Use types to express domain meaning, valid states, and boundaries between parts of the system. Do not duplicate lint/type rules here; the point is to make the design easier to understand, not merely to satisfy TypeScript.
Comments are most valuable when they explain why a decision exists, what invariant must be preserved, or why an apparent simpler approach would be unsafe. Avoid comments that merely restate the code.
Clear separation of concerns
Keep domain decisions, orchestration, framework glue, persistence, transport, rendering, and validation separate when that separation makes the code easier to reason about.
Framework-facing code should usually be thin: gather inputs, call the core logic, map results back to the framework. Core logic should usually be usable without starting the UI, server, session runtime, browser, filesystem, or network.
Deliberate error handling
Handle errors at meaningful boundaries. Do not swallow errors silently, scatter defensive try/catch blocks everywhere, or turn every failure into vague fallback behavior. Let core logic communicate failures clearly, and translate them into logs, UI messages, HTTP responses, retries, or cleanup at the edge that has the right context.
Dependencies injected
Pass collaborators, configuration, clocks, random sources, storage, network clients, and environment-specific services in through parameters, constructors, or small factories where practical. This makes dependencies visible and replaceable.
Do not introduce a heavy dependency-injection framework unless the project already uses one or there is a clear reason. Lightweight dependency injection is enough: explicit inputs beat hidden imports and singletons.
Testable by design
Testability should emerge from the previous values.

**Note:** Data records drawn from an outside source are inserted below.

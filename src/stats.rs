//! Count-by-key aggregation over the unfiltered snapshot.

use std::collections::BTreeMap;

/// Count items by a grouping attribute.
///
/// Returns the per-key counts and the grand total. No filtering, no
/// pagination; the map iterates in key order purely for deterministic
/// serialization.
pub fn count_by<T, I, F>(items: I, key: F) -> (BTreeMap<String, usize>, usize)
where
    I: IntoIterator<Item = T>,
    F: Fn(&T) -> &str,
{
    let mut counts: BTreeMap<String, usize> = BTreeMap::new();
    let mut total = 0;
    for item in items {
        total += 1;
        *counts.entry(key(&item).to_string()).or_insert(0) += 1;
    }
    (counts, total)
}

#[cfg(test)]
mod tests {
    use super::*;

    #[test]
    fn counts_and_total_agree() {
        let items = vec!["a", "b", "a", "c", "a"];
        let (counts, total) = count_by(items, |s| *s);

        assert_eq!(total, 5);
        assert_eq!(counts.get("a"), Some(&3));
        assert_eq!(counts.get("b"), Some(&1));
        assert_eq!(counts.get("c"), Some(&1));
        assert_eq!(counts.values().sum::<usize>(), total);
    }

    #[test]
    fn empty_input_yields_zero_total() {
        let (counts, total) = count_by(Vec::<&str>::new(), |s| *s);
        assert!(counts.is_empty());
        assert_eq!(total, 0);
    }
}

Prefer pure or mostly pure core logic, small adapters around side effects, and explicit seams where tests can provide fakes or fixtures.
If a change is hard to test, treat that as design feedback. Look for hidden dependencies, mixed concerns, or side effects happening too deep in the call stack. Avoid designs that require excessive mocking just to reach the behavior under test.
How to apply this during coding
Before implementing, briefly identify the boundary you are changing:
- What is the core behavior?
- What are the side effects or external dependencies?
- Who owns any mutable state, and how is it cleaned up?
- Where should errors be handled or translated?
- What should stay framework-specific, and what can be plain logic?
- What would make this easy to test?
During implementation:
- Keep the smallest useful public surface.
- Prefer explicit inputs/outputs over ambient state.
- Avoid work at import time; make startup, registration, listeners, timers, and connections explicit.
- Use existing project patterns unless they conflict with these values strongly enough to justify a small refactor.
- Avoid broad rewrites when a contained change will solve the problem.
- Add abstraction only when it makes the code easier to change, test, or understand.
- If you make an architectural tradeoff, mention it briefly in the final response.
Review checklist
When reviewing or finishing code, check:
- Is the change proportionate, or did it introduce avoidable architecture ceremony?
- Can this behavior be reused or combined without copying internals?
- Are side effects visible, bounded, and cleaned up when needed?
- Is mutable state ownership clear?
- Do names, types, and file boundaries communicate intent?
- Are errors handled at the right boundary with enough context?
- Are domain logic and framework glue separated enough for the size of the change?
- Are important dependencies explicit and replaceable in tests?
- Can the meaningful behavior be tested without booting unnecessary infrastructure?
Do not over-engineer small fixes. The right amount of architecture is the minimum structure that makes the code clear, safe to change, and straightforward to test.